**The task:** Please copy out every line of the data word for word.
[[ Task inputs, beginning ]]
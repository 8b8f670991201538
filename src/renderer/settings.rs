//! Mesh Render Settings
//!
//! Per-context knobs for the mesh draw path. A context hands its settings to
//! the render procedure through [`GraphicsContext::settings`].
//!
//! ```rust,ignore
//! use myth_mesh::renderer::{IndexType, RenderSettings};
//!
//! // 32-bit indices, memoization disabled (every draw rebinds)
//! let settings = RenderSettings {
//!     index_type: IndexType::UnsignedInt,
//!     draw_state_cache: false,
//!     ..Default::default()
//! };
//! ```
//!
//! [`GraphicsContext::settings`]: crate::renderer::context::GraphicsContext::settings

use serde::{Deserialize, Serialize};

use crate::resources::buffer::IndexType;

#[derive(Debug, Clone, Copy, PartialEq, Eq, Serialize, Deserialize)]
#[serde(default)]
pub struct RenderSettings {
    /// Skip attribute rebinding for consecutive draws of the same chunk.
    ///
    /// Disabling this rebinds on every draw. Output is identical either way.
    pub draw_state_cache: bool,

    /// Treat a change of the active shader as invalidating the recorded
    /// bindings.
    pub rebind_on_shader_change: bool,

    /// Width of the indices in chunk index buffers.
    pub index_type: IndexType,
}

impl RenderSettings {
    pub const DEFAULT: RenderSettings = RenderSettings {
        draw_state_cache: true,
        rebind_on_shader_change: true,
        index_type: IndexType::UnsignedShort,
    };
}

impl Default for RenderSettings {
    #[inline]
    fn default() -> Self {
        Self::DEFAULT
    }
}

#[cfg(test)]
mod tests {
    use super::*;

    #[test]
    fn defaults_enable_cache_with_16_bit_indices() {
        let settings = RenderSettings::default();
        assert!(settings.draw_state_cache);
        assert!(settings.rebind_on_shader_change);
        assert_eq!(settings.index_type, IndexType::UnsignedShort);
    }

    #[test]
    fn partial_config_keeps_defaults() {
        let settings: RenderSettings =
            serde_json::from_str(r#"{ "index_type": "UnsignedInt" }"#).unwrap();
        assert_eq!(settings.index_type, IndexType::UnsignedInt);
        assert!(settings.draw_state_cache);
        assert!(settings.rebind_on_shader_change);
    }
}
[[ Task inputs, end ]]
**Solution for this problem:**
repository 8b8f670991201538
filename src/renderer/settings.rs
//! Mesh Render Settings
//!
//! Per-context knobs for the mesh draw path. A context hands its settings to
//! the render procedure through [`GraphicsContext::settings`].
//!
//! ```rust,ignore
//! use myth_mesh::renderer::{IndexType, RenderSettings};
//!
//! // 32-bit indices, memoization disabled (every draw rebinds)
//! let settings = RenderSettings {
//!     index_type: IndexType::UnsignedInt,
//!     draw_state_cache: false,
//!     ..Default::default()
//! };
//! ```
//!
//! [`GraphicsContext::settings`]: crate::renderer::context::GraphicsContext::settings

use serde::{Deserialize, Serialize};

use crate::resources::buffer::IndexType;

#[derive(Debug, Clone, Copy, PartialEq, Eq, Serialize, Deserialize)]
#[serde(default)]
pub struct RenderSettings {
    /// Skip attribute rebinding for consecutive draws of the same chunk.
    ///
    /// Disabling this rebinds on every draw. Output is identical either way.
    pub draw_state_cache: bool,

    /// Treat a change of the active shader as invalidating the recorded
    /// bindings.
    pub rebind_on_shader_change: bool,

    /// Width of the indices in chunk index buffers.
    pub index_type: IndexType,
}

impl RenderSettings {
    pub const DEFAULT: RenderSettings = RenderSettings {
        draw_state_cache: true,
        rebind_on_shader_change: true,
        index_type: IndexType::UnsignedShort,
    };
}

impl Default for RenderSettings {
    #[inline]
    fn default() -> Self {
        Self::DEFAULT
    }
}

#[cfg(test)]
mod tests {
    use super::*;

    #[test]
    fn defaults_enable_cache_with_16_bit_indices() {
        let settings = RenderSettings::default();
        assert!(settings.draw_state_cache);
        assert!(settings.rebind_on_shader_change);
        assert_eq!(settings.index_type, IndexType::UnsignedShort);
    }

    #[test]
    fn partial_config_keeps_defaults() {
        let settings: RenderSettings =
            serde_json::from_str(r#"{ "index_type": "UnsignedInt" }"#).unwrap();
        assert_eq!(settings.index_type, IndexType::UnsignedInt);
        assert!(settings.draw_state_cache);
        assert!(settings.rebind_on_shader_change);
    }
}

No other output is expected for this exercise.